My system is pretty simple, but then so far I don't have any pills that need to be taken with food.

The ones I take at night, I keep on my bed stand right next to my alarm clock. I have a really crazy bedtime ritual (I also have to do eye and nasal drops at night, plus I wear ear plugs, plus I can't sleep without chapstick) so the pills are just part of the routine.

The ones I take in the morning, I keep next to the coffee maker. I start my coffee brewing, then take my pills.


----------



## liz (di-va) (Sep 5, 2010)

I keep mine by my bed (for a.m./p.m. takings). I keep my vitamins in a separate place...wherever.

You're not supposed ('supposed') to store medicine in the bathroom (too much humidity, heat...medicines don't necc last well) fwiw. 

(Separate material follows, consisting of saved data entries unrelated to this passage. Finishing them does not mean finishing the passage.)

//! Tokens shared by both lexers.

use std::fmt;

/// A lexical token.
///
/// `line` and `column` are 1-based and point at the token's first
/// character.
#[derive(Clone, Debug, PartialEq)]
pub struct Token {
    /// What the token is, with any literal payload.
    pub kind: TokenKind,
    /// 1-based source line.
    pub line: u32,
    /// 1-based source column.
    pub column: u32,
}

impl Token {
    /// Construct a token.
    pub fn new(kind: TokenKind, line: u32, column: u32) -> Token {
        Token { kind, line, column }
    }
}

/// The closed set of token kinds across both syntax families.
///
/// One enum serves both lexers: each family only ever emits the subset
/// its surface defines, and the parser rejects out-of-family tokens as
/// ordinary unexpected tokens.
#[derive(Clone, Debug, PartialEq)]
pub enum TokenKind {
    // ── Literals and names ──────────────────────────────────────
    /// A number literal.
    Number(f64),
    /// A string literal, escapes already resolved.
    Str(String),
    /// An identifier, original spelling preserved.
    Ident(String),

    // ── Keywords, block family ──────────────────────────────────
    /// `if` (both families).
    KwIf,
    /// `elif`.
    KwElif,
    /// `else` (both families).
    KwElse,
    /// `end`.
    KwEnd,
    /// `loop`.
    KwLoop,
    /// `while` (both families).
    KwWhile,
    /// `move`.
    KwMove,
    /// `turn`.
    KwTurn,
    /// `collect` (both families).
    KwCollect,
    /// `wait` (both families).
    KwWait,
    /// `log` (both families).
    KwLog,
    /// `forward`.
    KwForward,
    /// `back`.
    KwBack,
    /// `left`.
    KwLeft,
    /// `right`.
    KwRight,
    /// `and`.
    KwAnd,
    /// `or`.
    KwOr,
    /// `not`.
    KwNot,

    // ── Keywords, brace family ──────────────────────────────────
    /// `for`.
    KwFor,
    /// `int`.
    KwInt,
    /// `move_forward`.
    KwMoveForward,
    /// `move_back`.
    KwMoveBack,
    /// `turn_left`.
    KwTurnLeft,
    /// `turn_right`.
    KwTurnRight,
    /// `scan`.
    KwScan,
    /// `scan_left`.
    KwScanLeft,
    /// `scan_right`.
    KwScanRight,

    // ── Punctuation ─────────────────────────────────────────────
    /// `:`
    Colon,
    /// `;`
    Semicolon,
    /// `,`
    Comma,
    /// `.`
    Dot,
    /// `(`
    LParen,
    /// `)`
    RParen,
    /// `{`
    LBrace,
    /// `}`
    RBrace,

    // ── Operators ───────────────────────────────────────────────
    /// `+`
    Plus,
    /// `-`
    Minus,
    /// `=`
    Assign,
    /// `++`
    PlusPlus,
    /// `--`
    MinusMinus,
    /// `==`
    EqEq,
    /// `!=`
    Neq,
    /// `<`
    Lt,
    /// `>`
    Gt,
    /// `<=`
    Lte,
    /// `>=`
    Gte,
    /// `&&`
    AndAnd,
    /// `||`
    OrOr,
    /// `!`
    Bang,

    // ── Structure ───────────────────────────────────────────────
    /// One or more consecutive statement terminators, collapsed.
    Newline,
    /// End of input. Every token stream ends with exactly one.
    Eof,
}

impl fmt::Display for TokenKind {
    fn fmt(&self, f: &mut fmt::Formatter<'_>) -> fmt::Result {
        match self {
            TokenKind::Number(n) => write!(f, "number {n}"),
            TokenKind::Str(s) => write!(f, "string \"{s}\""),
            TokenKind::Ident(name) => write!(f, "identifier '{name}'"),
            TokenKind::KwIf => f.write_str("'if'"),
            TokenKind::KwElif => f.write_str("'elif'"),
            TokenKind::KwElse => f.write_str("'else'"),
            TokenKind::KwEnd => f.write_str("'end'"),
            TokenKind::KwLoop => f.write_str("'loop'"),
            TokenKind::KwWhile => f.write_str("'while'"),
            TokenKind::KwMove => f.write_str("'move'"),
            TokenKind::KwTurn => f.write_str("'turn'"),
            TokenKind::KwCollect => f.write_str("'collect'"),
            TokenKind::KwWait => f.write_str("'wait'"),
            TokenKind::KwLog => f.write_str("'log'"),
            TokenKind::KwForward => f.write_str("'forward'"),
            TokenKind::KwBack => f.write_str("'back'"),
            TokenKind::KwLeft => f.write_str("'left'"),
            TokenKind::KwRight => f.write_str("'right'"),
            TokenKind::KwAnd => f.write_str("'and'"),
            TokenKind::KwOr => f.write_str("'or'"),
            TokenKind::KwNot => f.write_str("'not'"),
            TokenKind::KwFor => f.write_str("'for'"),
            TokenKind::KwInt => f.write_str("'int'"),
            TokenKind::KwMoveForward => f.write_str("'move_forward'"),
            TokenKind::KwMoveBack => f.write_str("'move_back'"),
            TokenKind::KwTurnLeft => f.write_str("'turn_left'"),
            TokenKind::KwTurnRight => f.write_str("'turn_right'"),
            TokenKind::KwScan => f.write_str("'scan'"),
            TokenKind::KwScanLeft => f.write_str("'scan_left'"),
            TokenKind::KwScanRight => f.write_str("'scan_right'"),
            TokenKind::Colon => f.write_str("':'"),
            TokenKind::Semicolon => f.write_str("';'"),
            TokenKind::Comma => f.write_str("','"),
            TokenKind::Dot => f.write_str("'.'"),
            TokenKind::LParen => f.write_str("'('"),
            TokenKind::RParen => f.write_str("')'"),
            TokenKind::LBrace => f.write_str("'{'"),
            TokenKind::RBrace => f.write_str("'}'"),
            TokenKind::Plus => f.write_str("'+'"),
            TokenKind::Minus => f.write_str("'-'"),
            TokenKind::Assign => f.write_str("'='"),
            TokenKind::PlusPlus => f.write_str("'++'"),
            TokenKind::MinusMinus => f.write_str("'--'"),
            TokenKind::EqEq => f.write_str("'=='"),
            TokenKind::Neq => f.write_str("'!='"),
            TokenKind::Lt => f.write_str("'<'"),
            TokenKind::Gt => f.write_str("'>'"),
            TokenKind::Lte => f.write_str("'<='"),
            TokenKind::Gte => f.write_str("'>='"),
            TokenKind::AndAnd => f.write_str("'&&'"),
            TokenKind::OrOr => f.write_str("'||'"),
            TokenKind::Bang => f.write_str("'!'"),
            TokenKind::Newline => f.write_str("end of line"),
            TokenKind::Eof => f.write_str("end of input"),
        }
    }
}
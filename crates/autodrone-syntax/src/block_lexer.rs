//! Lexer for DroneScript, the keyword-and-block family.
//!
//! Statements end at a newline or a `;`; both lex to a single
//! [`TokenKind::Newline`], and runs of terminators collapse to one.
//! Blocks open with a trailing `:` and close with the `end` keyword.
//! `#` starts a line comment.

use autodrone_core::LexError;

use crate::scanner::Scanner;
use crate::token::{Token, TokenKind};

/// Keyword table. Lookup happens on the lowercased spelling, so
/// `MOVE`, `Move` and `move` are the same keyword.
fn keyword(name: &str) -> Option<TokenKind> {
    match name {
        "if" => Some(TokenKind::KwIf),
        "elif" => Some(TokenKind::KwElif),
        "else" => Some(TokenKind::KwElse),
        "end" => Some(TokenKind::KwEnd),
        "loop" => Some(TokenKind::KwLoop),
        "while" => Some(TokenKind::KwWhile),
        "move" => Some(TokenKind::KwMove),
        "turn" => Some(TokenKind::KwTurn),
        "collect" => Some(TokenKind::KwCollect),
        "wait" => Some(TokenKind::KwWait),
        "log" => Some(TokenKind::KwLog),
        "forward" => Some(TokenKind::KwForward),
        "back" => Some(TokenKind::KwBack),
        "left" => Some(TokenKind::KwLeft),
        "right" => Some(TokenKind::KwRight),
        "and" => Some(TokenKind::KwAnd),
        "or" => Some(TokenKind::KwOr),
        "not" => Some(TokenKind::KwNot),
        _ => None,
    }
}

/// Tokenize DroneScript source.
pub fn lex(source: &str) -> Result<Vec<Token>, LexError> {
    let mut scanner = Scanner::new(source);
    let mut tokens: Vec<Token> = Vec::new();

    while !scanner.is_eof() {
        let (line, column) = scanner.position();
        let ch = scanner.peek().expect("not at eof");
        match ch {
            ' ' | '\t' | '\r' => {
                scanner.advance();
            }
            '#' => {
                while !matches!(scanner.peek(), None | Some('\n')) {
                    scanner.advance();
                }
            }
            '\n' | ';' => {
                scanner.advance();
                push_newline(&mut tokens, line, column);
            }
            '"' | '\'' => {
                scanner.advance();
                let text = scanner.scan_string(ch, line, column)?;
                tokens.push(Token::new(TokenKind::Str(text), line, column));
            }
            c if c.is_ascii_digit() => {
                let value = scanner.scan_number();
                tokens.push(Token::new(TokenKind::Number(value), line, column));
            }
            c if c.is_ascii_alphabetic() || c == '_' => {
                let name = scanner.scan_ident();
                let kind = keyword(&name.to_lowercase()).unwrap_or(TokenKind::Ident(name));
                tokens.push(Token::new(kind, line, column));
            }
            _ => {
                scanner.advance();
                let kind = match ch {
                    ':' => TokenKind::Colon,
                    ',' => TokenKind::Comma,
                    '.' => TokenKind::Dot,
                    '(' => TokenKind::LParen,
                    ')' => TokenKind::RParen,
                    '+' => TokenKind::Plus,
                    '-' => TokenKind::Minus,
                    '=' if scanner.advance_if('=') => TokenKind::EqEq,
                    '!' if scanner.advance_if('=') => TokenKind::Neq,
                    '<' if scanner.advance_if('=') => TokenKind::Lte,
                    '<' => TokenKind::Lt,
                    '>' if scanner.advance_if('=') => TokenKind::Gte,
                    '>' => TokenKind::Gt,
                    _ => {
                        return Err(LexError::UnexpectedChar { ch, line, column });
                    }
                };
                tokens.push(Token::new(kind, line, column));
            }
        }
    }

    let (line, column) = scanner.position();
    tokens.push(Token::new(TokenKind::Eof, line, column));
    Ok(tokens)
}

/// Append a `Newline`, collapsing runs of terminators to one token.
fn push_newline(tokens: &mut Vec<Token>, line: u32, column: u32) {
    if !matches!(
        tokens.last(),
        Some(Token {
            kind: TokenKind::Newline,
            ..
        })
    ) {
        tokens.push(Token::new(TokenKind::Newline, line, column));
    }
}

That's unbelievable, Mishty...cripes.


----------



## LoriS (Dec 18, 2010)

I proved unreliable as far as "pilltaking", and since I have to take seven Dilantin every night along with a Lyrica, I turned it over to my hubby. He is much better at keeping that sort of thing straight. I keep my Prozac and morning Lyrica dose next to the computer since I always check headlines when I wake up.


----------



## fluffyandcute (Dec 25, 2010)

I was diagnoised with MS in 2007 and have several medications I have to take on a daily basis including an injection. I am terrible about remembering to take my meds...I will admit! I do have one of those pill reminder boxes and that does help...some
I just don't like taking meds period! That's my problem..you know? I mean I know that I have too and that I am stuck with it but it still sucks all the same.


----------



## knottyknicky (Dec 28, 2010)

I'm pretty good about taking my thyroid stuff daily (I miss a day here and there, usually on the weekend when I sleep late), but I never remember anything else, like my vitamins. If I could take everything at once, I wouldn't have a problem, but I can't take any of my stuff with anything else, and half is with food, half without. Who can keep up?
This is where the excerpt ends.